Other Income (Losses)
The Company continues to incur substantial expenses and hold a portion of its cash and investment balances in Canadian dollars, and as such, will remain subject to risks associated with foreign currency fluctuations. During Q3 2017, Arbutus recorded a foreign exchange gain of $1.2 million, which is primarily an unrealized gain related to an appreciation in the value of the Company’s Canadian dollar funds from the previous period, when converted to the Company’s functional currency of U.S. dollars.

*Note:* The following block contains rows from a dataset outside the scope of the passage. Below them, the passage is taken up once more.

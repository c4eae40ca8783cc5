//! Remote provisioning API client
//!
//! Two form-encoded POST operations authenticated with HTTP basic auth:
//! registering the device's public key and fetching the tunnel parameters
//! assigned to the device.

use crate::types::{ApiConfig, DescriptorField, ServerDescriptor};
use reqwest::Url;
use serde::Deserialize;
use std::future::Future;
use std::time::Duration;
use thiserror::Error;

/// Provisioning API client errors
#[derive(Debug, Error)]
pub enum ApiError {
    #[error("HTTP request failed: {0}")]
    Transport(#[from] reqwest::Error),

    #[error("provisioning API error ({status}): {body}")]
    Status { status: u16, body: String },

    #[error("invalid API URL: {0}")]
    InvalidUrl(String),
}

/// Reply of the register operation
#[derive(Debug, Clone, Copy, PartialEq, Eq, Deserialize)]
pub struct RegisterResponse {
    pub success: bool,
}

/// Tunnel parameters assigned to the device
#[derive(Debug, Clone, Default, PartialEq, Eq, Deserialize)]
pub struct MonitoringInfo {
    #[serde(rename = "ip_vpn", default)]
    pub ip: Option<String>,
    #[serde(rename = "vpn_interfaceDns", default)]
    pub dns: Option<String>,
    #[serde(rename = "vpn_peerPublicKey", default)]
    pub peer_public_key: Option<String>,
    #[serde(rename = "vpn_peerPresharedKey", default)]
    pub peer_preshared_key: Option<String>,
    #[serde(rename = "vpn_peerAllowedIPs", default)]
    pub peer_allowed_ips: Option<String>,
    #[serde(rename = "vpn_peerEndpoint", default)]
    pub peer_endpoint: Option<String>,
    #[serde(rename = "vpn_peerPersistentKeepalive", default)]
    pub peer_persistent_keepalive: Option<String>,
}

impl MonitoringInfo {
    /// Descriptor for this device, using its own private key
    pub fn into_descriptor(self, private_key: &str) -> ServerDescriptor {
        ServerDescriptor::new()
            .with(DescriptorField::InterfacePrivateKey, private_key)
            .with_opt(DescriptorField::InterfaceAddress, self.ip)
            .with_opt(DescriptorField::InterfaceDns, self.dns)
            .with_opt(DescriptorField::PeerPublicKey, self.peer_public_key)
            .with_opt(DescriptorField::PeerPresharedKey, self.peer_preshared_key)
            .with_opt(DescriptorField::PeerAllowedIps, self.peer_allowed_ips)
            .with_opt(DescriptorField::PeerEndpoint, self.peer_endpoint)
            .with_opt(
                DescriptorField::PeerPersistentKeepalive,
                self.peer_persistent_keepalive,
            )
    }
}

/// The two remote operations provisioning depends on
pub trait ProvisioningApi: Send + Sync + 'static {
    fn register_public_key(
        &self,
        device_id: &str,
        public_key: &str,
    ) -> impl Future<Output = Result<RegisterResponse, ApiError>> + Send;

    fn fetch_monitoring_info(
        &self,
        device_id: &str,
    ) -> impl Future<Output = Result<MonitoringInfo, ApiError>> + Send;
}

/// HTTP implementation of [`ProvisioningApi`]
#[derive(Debug)]
pub struct HttpProvisioningClient {
    http: reqwest::Client,
    register_url: Url,
    monitoring_url: Url,
    username: String,
    password: String,
}

impl HttpProvisioningClient {
    pub fn new(config: &ApiConfig) -> Result<Self, ApiError> {
        // Relative paths resolve under the base only if it ends with '/'
        let mut base = config.base_url.clone();
        if !base.ends_with('/') {
            base.push('/');
        }
        let base = Url::parse(&base).map_err(|e| ApiError::InvalidUrl(format!("{}: {}", base, e)))?;
        let join = |path: &str| {
            base.join(path.trim_start_matches('/'))
                .map_err(|e| ApiError::InvalidUrl(format!("{}: {}", path, e)))
        };

        let http = reqwest::Client::builder()
            .connect_timeout(Duration::from_secs(config.connect_timeout_secs))
            .build()?;

        Ok(Self {
            http,
            register_url: join(&config.register_path)?,
            monitoring_url: join(&config.monitoring_path)?,
            username: config.username.clone(),
            password: config.password.clone(),
        })
    }

    async fn post_form<T: serde::de::DeserializeOwned>(
        &self,
        url: &Url,
        form: &[(&str, &str)],
    ) -> Result<T, ApiError> {
        let resp = self
            .http
            .post(url.clone())
            .basic_auth(&self.username, Some(&self.password))
            .form(form)
            .send()
            .await?;

        let status = resp.status();
        if !status.is_success() {
            let body = resp.text().await.unwrap_or_default();
            return Err(ApiError::Status {
                status: status.as_u16(),
                body,
            });
        }

        Ok(resp.json().await?)
    }
}

impl ProvisioningApi for HttpProvisioningClient {
    async fn register_public_key(
        &self,
        device_id: &str,
        public_key: &str,
    ) -> Result<RegisterResponse, ApiError> {
        log::debug!("Registering public key for device {}", device_id);
        self.post_form(
            &self.register_url,
            &[("idPantalla", device_id), ("clave", public_key)],
        )
        .await
    }

    async fn fetch_monitoring_info(&self, device_id: &str) -> Result<MonitoringInfo, ApiError> {
        log::debug!("Fetching tunnel parameters for device {}", device_id);
        self.post_form(&self.monitoring_url, &[("idPantalla", device_id)])
            .await
    }
}
// Configuration file parser

//! Configuration file parsing and validation
//!
//! This module handles loading the daemon's TOML configuration file and
//! validating its contents, and provides the CIDR parsing shared with the
//! tunnel config builder.

use crate::backend::validate_tunnel_name;
use crate::types::Config;
use anyhow::{Context, Result};
use std::fs;
use std::net::IpAddr;
use std::path::Path;

/// Lower bound for the provisioning API connect timeout
pub const MIN_CONNECT_TIMEOUT_SECS: u64 = 100;

/// Load configuration from TOML file
pub fn load_config<P: AsRef<Path>>(path: P) -> Result<Config> {
    let contents = fs::read_to_string(path.as_ref()).context("Failed to read config file")?;

    let config: Config = toml::from_str(&contents).context("Failed to parse config file")?;

    validate_config(&config)?;
    Ok(config)
}

/// Validate configuration values
fn validate_config(config: &Config) -> Result<()> {
    validate_tunnel_name(&config.general.tunnel_name).context("Invalid tunnel_name")?;

    if config.general.poll_interval_ms == 0 {
        anyhow::bail!("poll_interval_ms must be > 0");
    }

    if config.general.state_dir.as_os_str().is_empty() {
        anyhow::bail!("state_dir cannot be empty");
    }

    if config.general.runtime_dir.as_os_str().is_empty() {
        anyhow::bail!("runtime_dir cannot be empty");
    }

    reqwest::Url::parse(&config.api.base_url)
        .with_context(|| format!("Invalid api.base_url: {}", config.api.base_url))?;

    if config.api.register_path.is_empty() || config.api.monitoring_path.is_empty() {
        anyhow::bail!("api.register_path and api.monitoring_path cannot be empty");
    }

    if config.api.username.is_empty() {
        anyhow::bail!("api.username cannot be empty");
    }

    if config.api.connect_timeout_secs < MIN_CONNECT_TIMEOUT_SECS {
        anyhow::bail!(
            "api.connect_timeout_secs must be >= {}, got {}",
            MIN_CONNECT_TIMEOUT_SECS,
            config.api.connect_timeout_secs
        );
    }

    Ok(())
}

/// Parse an address with an optional prefix length (`10.0.0.2/24`, `fd00::1`).
/// A missing prefix means a host route (/32 or /128).
pub fn parse_cidr(cidr: &str) -> Result<(IpAddr, u8)> {
    let (addr, prefix) = match cidr.split_once('/') {
        Some((addr, prefix)) => (addr, Some(prefix)),
        None => (cidr, None),
    };

    let ip: IpAddr = addr.trim().parse().context("Invalid IP address")?;
    let max_prefix = if ip.is_ipv4() { 32 } else { 128 };

    let prefix_len = match prefix {
        Some(p) => p.trim().parse::<u8>().context("Invalid prefix length")?,
        None => max_prefix,
    };

    if prefix_len > max_prefix {
        anyhow::bail!("Prefix length must be <= {}", max_prefix);
    }

    Ok((ip, prefix_len))
}

#[cfg(test)]
mod tests {
    use super::*;
    use crate::types::{ApiConfig, GeneralConfig};
    use std::io::Write;
    use std::net::{Ipv4Addr, Ipv6Addr};

    fn base_config() -> Config {
        Config {
            general: GeneralConfig::default(),
            api: ApiConfig {
                base_url: "https://provision.example.com/api/".to_string(),
                register_path: "registerPublicKey".to_string(),
                monitoring_path: "monitoringInfo".to_string(),
                username: "device".to_string(),
                password: "secret".to_string(),
                connect_timeout_secs: 100,
            },
        }
    }

    #[test]
    fn test_parse_cidr() {
        let (ip, prefix) = parse_cidr("192.168.1.0/24").unwrap();
        assert_eq!(ip, IpAddr::V4(Ipv4Addr::new(192, 168, 1, 0)));
        assert_eq!(prefix, 24);

        let (ip, prefix) = parse_cidr("10.0.0.1").unwrap();
        assert_eq!(ip, IpAddr::V4(Ipv4Addr::new(10, 0, 0, 1)));
        assert_eq!(prefix, 32);

        let (ip, prefix) = parse_cidr("fd00::2/64").unwrap();
        assert_eq!(ip, IpAddr::V6("fd00::2".parse::<Ipv6Addr>().unwrap()));
        assert_eq!(prefix, 64);

        let (_, prefix) = parse_cidr("::/0").unwrap();
        assert_eq!(prefix, 0);
    }

    #[test]
    fn test_parse_cidr_invalid() {
        assert!(parse_cidr("invalid").is_err());
        assert!(parse_cidr("192.168.1.0/").is_err());
        assert!(parse_cidr("192.168.1.0/33").is_err());
        assert!(parse_cidr("fd00::/129").is_err());
        assert!(parse_cidr("999.999.999.999/24").is_err());
    }

    #[test]
    fn test_validate_config() {
        let config = base_config();
        assert!(validate_config(&config).is_ok());

        // Bad tunnel name
        let mut bad_config = config.clone();
        bad_config.general.tunnel_name = "wg0; rm -rf /".to_string();
        assert!(validate_config(&bad_config).is_err());

        // Zero poll interval
        let mut bad_config = config.clone();
        bad_config.general.poll_interval_ms = 0;
        assert!(validate_config(&bad_config).is_err());

        // Invalid URL
        let mut bad_config = config.clone();
        bad_config.api.base_url = "not a url".to_string();
        assert!(validate_config(&bad_config).is_err());

        // Short connect timeout
        let mut bad_config = config.clone();
        bad_config.api.connect_timeout_secs = 30;
        assert!(validate_config(&bad_config).is_err());
    }

    #[test]
    fn test_load_config_applies_defaults() {
        let mut file = tempfile::NamedTempFile::new().unwrap();
        writeln!(
            file,
            r#"
[api]
base_url = "https://provision.example.com/api/"
username = "device"
password = "secret"
"#
        )
        .unwrap();

        let config = load_config(file.path()).unwrap();
        assert_eq!(config.general.tunnel_name, "wg_default");
        assert_eq!(config.general.poll_interval_ms, 1000);
        assert!(config.general.stop_on_exit);
        assert_eq!(config.api.connect_timeout_secs, 100);
        assert_eq!(config.api.register_path, "registerPublicKey");
    }

    #[test]
    fn test_load_config_missing_api_section() {
        let mut file = tempfile::NamedTempFile::new().unwrap();
        writeln!(file, "[general]\ntunnel_name = \"wg1\"").unwrap();
        assert!(load_config(file.path()).is_err());
    }
}
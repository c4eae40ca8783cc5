//! Live tunnel transport detection
//!
//! Liveness is derived from what the system reports, not from the state
//! machine, so a tunnel torn down behind the controller's back is noticed.

use crate::backend::list_kernel_devices;
use anyhow::{Context, Result};
use std::collections::HashSet;
use std::future::Future;

/// Source of currently active tunnel transports
pub trait TransportProbe: Send + Sync + 'static {
    /// Names of tunnel interfaces that are up and carrying an address
    fn active_tunnel_transports(&self) -> impl Future<Output = Result<Vec<String>>> + Send;

    /// Whether `tunnel` is among the active transports. Probe failures
    /// count as inactive.
    fn is_tunnel_active(&self, tunnel: &str) -> impl Future<Output = bool> + Send {
        async move {
            match self.active_tunnel_transports().await {
                Ok(names) => names.iter().any(|n| n == tunnel),
                Err(e) => {
                    log::warn!("Transport probe failed: {:#}", e);
                    false
                }
            }
        }
    }
}

/// Kernel WireGuard devices that have at least one interface address
pub struct KernelTransportProbe;

impl TransportProbe for KernelTransportProbe {
    async fn active_tunnel_transports(&self) -> Result<Vec<String>> {
        let devices = list_kernel_devices()
            .await
            .context("Failed to list WireGuard devices")?;
        if devices.is_empty() {
            return Ok(devices);
        }

        let addressed: HashSet<String> = if_addrs::get_if_addrs()
            .context("Failed to get interface addresses")?
            .into_iter()
            .map(|iface| iface.name)
            .collect();

        Ok(devices
            .into_iter()
            .filter(|name| addressed.contains(name))
            .collect())
    }
}
#[cfg(test)]
pub(crate) mod tests {
    use super::*;
    use crate::api::MonitoringInfo;
    use crate::backend::{BackendHandle, TunnelEvent};
    use crate::error::ConfigurationIncomplete;
    use crate::state::ConnectionStateMachine;
    use crate::store::FileStore;
    use crate::testing::{
        valid_descriptor, FakeApi, FakeBackend, FakeProbe, PEER_PUBLIC_KEY, PRIVATE_KEY,
    };
    use crate::types::DescriptorField;
    use std::sync::atomic::Ordering;
    use tokio::sync::mpsc;

    pub(crate) type TestService = ServiceLifecycle<FakeBackend, FakeProbe, FakeApi>;

    pub(crate) struct Fixture {
        pub dir: tempfile::TempDir,
        pub backend: BackendHandle<FakeBackend>,
        pub api: Arc<FakeApi>,
        pub store: Arc<VpnStore>,
        pub service: Arc<TestService>,
    }

    pub(crate) fn fixture() -> Fixture {
        let (backend, events) = FakeBackend::new();
        fixture_with(backend, events)
    }

    fn fixture_with(backend: FakeBackend, events: mpsc::UnboundedReceiver<TunnelEvent>) -> Fixture {
        let dir = tempfile::tempdir().unwrap();
        let machine_id = dir.path().join("machine-id");
        std::fs::write(&machine_id, "0123456789abcdef\n").unwrap();

        let general = GeneralConfig {
            state_dir: dir.path().join("state"),
            runtime_dir: dir.path().join("run"),
            machine_id_path: machine_id.clone(),
            poll_interval_ms: 20,
            ..GeneralConfig::default()
        };

        let store = Arc::new(VpnStore::new(FileStore::open(&general.state_dir).unwrap()));
        let probe = Arc::new(backend.probe());
        let handle = BackendHandle::ready(backend);
        let machine = Arc::new(ConnectionStateMachine::new(store.clone()));
        let controller = Arc::new(
            TunnelController::new(&general.tunnel_name, handle.clone(), probe, machine).unwrap(),
        );
        controller.clone().spawn_event_loop(events);

        let api = Arc::new(FakeApi::new());
        let provisioning = Arc::new(ProvisioningSequencer::new(
            api.clone(),
            store.clone(),
            machine_id,
        ));
        let service = Arc::new(ServiceLifecycle::new(
            controller,
            provisioning,
            store.clone(),
            &general,
        ));

        Fixture {
            dir,
            backend: handle,
            api,
            store,
            service,
        }
    }

    fn complete_info() -> MonitoringInfo {
        MonitoringInfo {
            ip: Some("10.8.0.5/32".to_string()),
            dns: Some("10.8.0.1".to_string()),
            peer_public_key: Some(PEER_PUBLIC_KEY.to_string()),
            peer_preshared_key: None,
            peer_allowed_ips: Some("0.0.0.0/0".to_string()),
            peer_endpoint: Some("vpn.example.com:51820".to_string()),
            peer_persistent_keepalive: Some("25".to_string()),
        }
    }

    pub(crate) async fn wait_for(service: &TestService, state: ConnectionState) {
        let mut rx = service.controller.state_machine().subscribe();
        tokio::time::timeout(Duration::from_secs(2), rx.wait_for(|s| *s == state))
            .await
            .expect("timed out waiting for state")
            .unwrap();
    }

    fn up_calls(f: &Fixture) -> usize {
        f.backend.try_get().unwrap().up_calls.load(Ordering::SeqCst)
    }

    #[tokio::test]
    async fn test_resume_without_configuration() {
        let f = fixture();
        let outcome = f.service.handle(ServiceCommand::Resume).await.unwrap();
        assert_eq!(outcome, CommandOutcome::NotConfigured);
        assert_eq!(up_calls(&f), 0);
    }

    #[tokio::test]
    async fn test_connect_fetches_and_persists() {
        let f = fixture();
        *f.api.monitoring.lock().unwrap() = complete_info();

        let outcome = f.service.handle(ServiceCommand::Connect(None)).await.unwrap();
        assert_eq!(outcome, CommandOutcome::ConnectRequested);
        wait_for(&f.service, ConnectionState::Connected).await;

        assert!(f.store.flags().configured);
        assert_eq!(f.api.fetch_calls.load(Ordering::SeqCst), 1);
    }

    #[tokio::test]
    async fn test_connect_incomplete_does_not_start() {
        let f = fixture();
        *f.api.monitoring.lock().unwrap() = MonitoringInfo {
            peer_endpoint: None,
            ..complete_info()
        };

        let err = f
            .service
            .handle(ServiceCommand::Connect(None))
            .await
            .unwrap_err();
        assert!(matches!(
            err,
            ServiceError::Provisioning(ProvisioningError::Incomplete(ConfigurationIncomplete { ref missing }))
                if missing == &vec![DescriptorField::PeerEndpoint]
        ));
        assert_eq!(up_calls(&f), 0);
        assert_eq!(f.service.controller.status(), ConnectionState::NoConnection);
    }

    #[tokio::test]
    async fn test_connect_with_payload_skips_provisioning() {
        let f = fixture();
        let outcome = f
            .service
            .handle(ServiceCommand::Connect(Some(valid_descriptor())))
            .await
            .unwrap();
        assert_eq!(outcome, CommandOutcome::ConnectRequested);
        assert_eq!(f.api.fetch_calls.load(Ordering::SeqCst), 0);
        assert!(!f.store.flags().configured);
    }

    #[tokio::test]
    async fn test_connect_when_active() {
        let f = fixture();
        f.service
            .handle(ServiceCommand::Connect(Some(valid_descriptor())))
            .await
            .unwrap();
        wait_for(&f.service, ConnectionState::Connected).await;

        let outcome = f
            .service
            .handle(ServiceCommand::Connect(Some(valid_descriptor())))
            .await
            .unwrap();
        assert_eq!(
            outcome,
            CommandOutcome::AlreadyActive(ConnectionState::Connected)
        );
        assert_eq!(up_calls(&f), 1);
    }

    #[tokio::test]
    async fn test_resume_after_restart() {
        let f = fixture();
        *f.api.monitoring.lock().unwrap() = complete_info();
        f.service.handle(ServiceCommand::Connect(None)).await.unwrap();
        wait_for(&f.service, ConnectionState::Connected).await;

        // Tunnel gone, as after a reboot
        f.backend.try_get().unwrap().set_running("wg_default", false);
        f.service.refresh_status().await;

        let outcome = f.service.handle(ServiceCommand::Resume).await.unwrap();
        assert_eq!(outcome, CommandOutcome::ConnectRequested);
        wait_for(&f.service, ConnectionState::Connected).await;
        assert_eq!(up_calls(&f), 2);
        assert_eq!(f.api.fetch_calls.load(Ordering::SeqCst), 1);
    }

    #[tokio::test]
    async fn test_slow_resume_does_not_block_commands() {
        let (backend, events) = FakeBackend::new();
        let f = fixture_with(backend.with_delay(Duration::from_millis(500)), events);
        f.store.save_keypair(PRIVATE_KEY, PEER_PUBLIC_KEY).unwrap();
        f.store.mark_public_key_sent().unwrap();
        f.store.save_configuration(&valid_descriptor()).unwrap();

        let resume = f.service.clone().spawn_resume();
        wait_for(&f.service, ConnectionState::Connecting).await;

        let status = tokio::time::timeout(
            Duration::from_millis(200),
            f.service.handle(ServiceCommand::Status),
        )
        .await
        .expect("status blocked behind resume")
        .unwrap();
        assert_eq!(
            status,
            CommandOutcome::Status(StatusSnapshot {
                state: ConnectionState::Connecting,
                active: false,
            })
        );

        resume.await.unwrap();
        wait_for(&f.service, ConnectionState::Connected).await;
        assert_eq!(up_calls(&f), 1);
    }

    #[tokio::test]
    async fn test_disconnect() {
        let f = fixture();
        assert_eq!(
            f.service.handle(ServiceCommand::Disconnect).await.unwrap(),
            CommandOutcome::NotRunning
        );

        f.service
            .handle(ServiceCommand::Connect(Some(valid_descriptor())))
            .await
            .unwrap();
        wait_for(&f.service, ConnectionState::Connected).await;

        assert_eq!(
            f.service.handle(ServiceCommand::Disconnect).await.unwrap(),
            CommandOutcome::DisconnectRequested
        );
        wait_for(&f.service, ConnectionState::Disconnected).await;
    }

    #[tokio::test]
    async fn test_forget_stops_and_reprovisions() {
        let f = fixture();
        *f.api.monitoring.lock().unwrap() = complete_info();
        f.service.handle(ServiceCommand::Connect(None)).await.unwrap();
        wait_for(&f.service, ConnectionState::Connected).await;

        let outcome = f.service.handle(ServiceCommand::Forget).await.unwrap();
        assert_eq!(outcome, CommandOutcome::Forgotten { registered: true });
        wait_for(&f.service, ConnectionState::Disconnected).await;

        let flags = f.store.flags();
        assert!(flags.keys_created && flags.public_key_sent);
        assert!(!flags.configured);
        assert_eq!(f.api.register_calls.load(Ordering::SeqCst), 2);
    }

    #[tokio::test]
    async fn test_status_poll_publishes_and_writes_file() {
        let f = fixture();
        let mut status = f.service.subscribe_status();
        let poll = f.service.clone().spawn_status_poll();

        f.service
            .handle(ServiceCommand::Connect(Some(valid_descriptor())))
            .await
            .unwrap();

        tokio::time::timeout(
            Duration::from_secs(2),
            status.wait_for(|s| s.active && s.state == ConnectionState::Connected),
        )
        .await
        .unwrap()
        .unwrap();

        let contents =
            std::fs::read_to_string(state_file::state_file_path(&f.dir.path().join("run"))).unwrap();
        assert!(contents.contains("STATE=CONNECTED"));
        assert!(contents.contains("ACTIVE=true"));

        f.service.shutdown(poll, None).await;
        assert!(!state_file::state_file_path(&f.dir.path().join("run")).exists());
        assert_eq!(
            f.backend.try_get().unwrap().down_calls.load(Ordering::SeqCst),
            1
        );
    }
}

Contingent consideration is a liability assumed by the Company from acquiring Arbutus Inc. in March 2015. In Q3 2017 Arbutus recorded and increase in the fair value of contingent consideration of $0.2 million. In general, increases in the fair value of the contingent consideration are related to the progress of the Company’s programs as they get closer to triggering contingent payments.